Going through the data below, please show each line containing the string "kind".

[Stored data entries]
****************
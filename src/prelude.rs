//! # dexray Prelude
//!
//! This module provides a convenient prelude for the most commonly used types and traits
//! from the dexray library. Import this module to get quick access to the essential
//! types for decoding quarantine containers.

// ================================================================================================
// Core Types and Error Handling
// ================================================================================================

/// The main error type for all dexray operations
pub use crate::Error;

/// The result type used throughout dexray
pub use crate::Result;

/// Configuration for the dispatcher
pub use crate::DecoderConfig;

// ================================================================================================
// Main Entry Points
// ================================================================================================

/// Decode an input with the default configuration
pub use crate::decode_quarantine;

/// Runs the vendor decoders in priority order
pub use crate::Dispatcher;

/// Description of one input
pub use crate::QuarantineInput;

/// Low-level file parsing utilities
pub use crate::{File, Parser};

// ================================================================================================
// Results
// ================================================================================================

/// Decode results
pub use crate::quarantine::{
    DecodeOutcome, Diagnostic, ExtractedEntry, Extraction, MetaValue, Metadata,
};

/// The supported container formats
pub use crate::Vendor;

/// Result report shaping
pub use crate::report::{safe_name, Report};

// ================================================================================================
// Deobfuscation
// ================================================================================================

/// Byte transforms used by the decoders
pub use crate::deobfuscation::{Rc4, Transform};
//! Defender `Entries` files.
//!
//! An entry file is made of three RC4 regions, each encrypted on its own:
//!
//! ```text
//! header   0x3C bytes   magic DB E8 C5 01; u32 LE lengths of region 1 and 2 at 0x28
//! region 1              FILETIME at 0x20; detection name, NUL-terminated, at 0x34
//! region 2              u32 LE count; count x u32 LE offsets into region 2
//! ```
//!
//! Each offset in region 2 points at a resource entry: the affected path (UTF-16LE,
//! NUL-terminated), a `u16` field count and the entry type (ASCII, NUL-terminated), padded to
//! four bytes. Entries of type `file` continue with a four-byte field header and the SHA-1 of
//! the quarantined file.

use chrono::{DateTime, SecondsFormat};

use crate::{
    file::{io::read_le_at, parser::Parser},
    quarantine::{file_name_of, Metadata, Recovered},
    Result,
};

use super::decrypt;

/// Magic at the start of the decrypted header.
pub const MAGIC: [u8; 4] = [0xDB, 0xE8, 0xC5, 0x01];

const HEADER_LEN: usize = 0x3C;
const REGION_LENGTHS_OFFSET: usize = 0x28;
const FILETIME_OFFSET: usize = 0x20;
const DETECTION_OFFSET: usize = 0x34;
const SHA1_LEN: usize = 20;

/// 100ns intervals between 1601-01-01 and 1970-01-01.
const FILETIME_UNIX_EPOCH: u64 = 116_444_736_000_000_000;

/// One affected resource.
#[derive(Debug, Clone, PartialEq, Eq)]
pub struct ResourceEntry {
    /// Path of the affected file or key
    pub path: String,
    /// Resource type, e.g. `file`, `regkey`, `process`
    pub kind: String,
    /// SHA-1 of the quarantined file, `file` entries only
    pub sha1: Option<[u8; SHA1_LEN]>,
}

/// Decode an `Entries` file.
///
/// # Errors
/// Returns [`crate::Error::Malformed`] if the region lengths exceed the file or an entry
/// offset points outside region 2.
pub fn parse(data: &[u8]) -> Result<Option<Recovered>> {
    let Some(stored_header) = data.get(..HEADER_LEN) else {
        return Ok(None);
    };

    let header = decrypt(stored_header);
    if !header.starts_with(&MAGIC) {
        return Ok(None);
    }

    let mut offset = REGION_LENGTHS_OFFSET;
    let first_len = read_le_at::<u32>(&header, &mut offset)? as usize;
    let second_len = read_le_at::<u32>(&header, &mut offset)? as usize;

    let mut parser = Parser::new(data);
    parser.seek(HEADER_LEN)?;
    if first_len > parser.remaining() {
        return Err(malformed_error!(
            "Entries region 1 of {} bytes exceeds the {} bytes left",
            first_len,
            parser.remaining()
        ));
    }
    let first = decrypt(parser.read_bytes(first_len)?);

    if second_len > parser.remaining() {
        return Err(malformed_error!(
            "Entries region 2 of {} bytes exceeds the {} bytes left",
            second_len,
            parser.remaining()
        ));
    }
    let second = decrypt(parser.read_bytes(second_len)?);

    let mut metadata = Metadata::new();
    parse_detection(&first, &mut metadata)?;

    for (index, entry) in parse_resources(&second)?.iter().enumerate() {
        let suffix = if index == 0 {
            String::new()
        } else {
            format!("_{index}")
        };

        metadata.insert_text(format!("originalPath{suffix}"), &entry.path);
        if let Some(name) = file_name_of(&entry.path) {
            metadata.insert_text(format!("originalName{suffix}"), name);
        }
        metadata.insert_text(format!("entryType{suffix}"), &entry.kind);
        if let Some(sha1) = &entry.sha1 {
            metadata.insert(format!("sha1{suffix}"), hex(sha1));
        }
    }

    Ok(Some(Recovered {
        payloads: Vec::new(),
        metadata,
    }))
}

fn parse_detection(region: &[u8], metadata: &mut Metadata) -> Result<()> {
    let mut offset = FILETIME_OFFSET;
    let filetime = read_le_at::<u64>(region, &mut offset)?;
    if let Some(date) = filetime_to_rfc3339(filetime) {
        metadata.insert("quarantineDate", date);
    }

    if region.len() > DETECTION_OFFSET {
        let mut parser = Parser::new(region);
        parser.seek(DETECTION_OFFSET)?;
        metadata.insert_text("detectionName", &parser.read_cstring()?);
    }

    Ok(())
}

/// Parse the resource entries of region 2.
///
/// # Errors
/// Returns [`crate::Error::Malformed`] or [`crate::Error::OutOfBounds`] if the offset table or
/// an entry does not fit the region.
pub fn parse_resources(region: &[u8]) -> Result<Vec<ResourceEntry>> {
    if region.is_empty() {
        return Ok(Vec::new());
    }

    let mut table = Parser::new(region);
    let count = table.read_le::<u32>()? as usize;
    if count > table.remaining() / 4 {
        return Err(malformed_error!(
            "{} resource entries do not fit a {} byte region",
            count,
            region.len()
        ));
    }

    let mut entries = Vec::with_capacity(count);
    for _ in 0..count {
        let offset = table.read_le::<u32>()? as usize;
        if offset >= region.len() {
            return Err(malformed_error!(
                "Resource entry offset {:#x} outside the region",
                offset
            ));
        }

        let mut parser = Parser::new(region);
        parser.seek(offset)?;
        entries.push(parse_resource(&mut parser)?);
    }

    Ok(entries)
}

fn parse_resource(parser: &mut Parser<'_>) -> Result<ResourceEntry> {
    let path = parser.read_utf16z()?;
    let _field_count = parser.read_le::<u16>()?;
    let kind = parser.read_cstring()?;
    parser.align(4)?;

    let sha1 = if kind.eq_ignore_ascii_case("file") {
        parser.advance_by(4)?;
        let mut sha1 = [0u8; SHA1_LEN];
        sha1.copy_from_slice(parser.read_bytes(SHA1_LEN)?);
        Some(sha1)
    } else {
        None
    };

    Ok(ResourceEntry { path, kind, sha1 })
}

fn filetime_to_rfc3339(filetime: u64) -> Option<String> {
    let since_epoch = filetime.checked_sub(FILETIME_UNIX_EPOCH)?;
    let seconds = i64::try_from(since_epoch / 10_000_000).ok()?;
    // remainder < 10_000_000
    let nanos = (since_epoch % 10_000_000) as u32 * 100;

    DateTime::from_timestamp(seconds, nanos)
        .map(|date| date.to_rfc3339_opts(SecondsFormat::Secs, true))
}

fn hex(bytes: &[u8]) -> String {
    bytes.iter().map(|byte| format!("{byte:02x}")).collect()
}

#[cfg(test)]
mod tests {
    use super::*;
    use crate::{test::builders::defender_entries, Error};

    const MARCH_7_2024: u64 = 133_542_939_090_000_000;

    #[test]
    fn golden() {
        let container = defender_entries(
            "Virus:DOS/EICAR_Test_File",
            MARCH_7_2024,
            &[
                ("C:\\Users\\bob\\Desktop\\eicar.com", "file", Some([0x5A; 20])),
                ("HKLM\\Software\\Run\\evil", "regkey", None),
            ],
        );

        let recovered = parse(&container).unwrap().unwrap();
        assert!(recovered.payloads.is_empty());

        let metadata = &recovered.metadata;
        assert_eq!(
            metadata.get_str("detectionName"),
            Some("Virus:DOS/EICAR_Test_File")
        );
        assert_eq!(metadata.get_str("quarantineDate"), Some("2024-03-07T14:05:09Z"));
        assert_eq!(
            metadata.get_str("originalPath"),
            Some("C:\\Users\\bob\\Desktop\\eicar.com")
        );
        assert_eq!(metadata.get_str("originalName"), Some("eicar.com"));
        assert_eq!(metadata.get_str("entryType"), Some("file"));
        assert_eq!(
            metadata.get_str("sha1"),
            Some("5a5a5a5a5a5a5a5a5a5a5a5a5a5a5a5a5a5a5a5a")
        );
        assert_eq!(metadata.get_str("entryType_1"), Some("regkey"));
        assert_eq!(metadata.get_str("originalName_1"), Some("evil"));
        assert!(!metadata.contains_key("sha1_1"));
    }

    #[test]
    fn no_magic_is_no_match() {
        assert!(parse(&[0u8; HEADER_LEN]).unwrap().is_none());
        assert!(parse(&MAGIC).unwrap().is_none());
    }

    #[test]
    fn truncated_regions() {
        let container = defender_entries("Trojan:Win32/Test", MARCH_7_2024, &[("C:\\a.exe", "file", None)]);
        let result = parse(&container[..HEADER_LEN + 8]);
        assert!(matches!(result, Err(Error::Malformed { .. })));
    }

    #[test]
    fn entry_count_overrun() {
        let mut region = Vec::new();
        region.extend_from_slice(&1000u32.to_le_bytes());
        region.extend_from_slice(&8u32.to_le_bytes());
        assert!(matches!(
            parse_resources(&region),
            Err(Error::Malformed { .. })
        ));
    }

    #[test]
    fn filetimes() {
        assert_eq!(filetime_to_rfc3339(0), None);
        assert_eq!(
            filetime_to_rfc3339(FILETIME_UNIX_EPOCH).as_deref(),
            Some("1970-01-01T00:00:00Z")
        );
        assert_eq!(
            filetime_to_rfc3339(MARCH_7_2024).as_deref(),
            Some("2024-03-07T14:05:09Z")
        );
    }
}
****************
Written answer:
    pub kind: String,
        metadata.insert_text(format!("entryType{suffix}"), &entry.kind);
    let kind = parser.read_cstring()?;
    let sha1 = if kind.eq_ignore_ascii_case("file") {
    Ok(ResourceEntry { path, kind, sha1 })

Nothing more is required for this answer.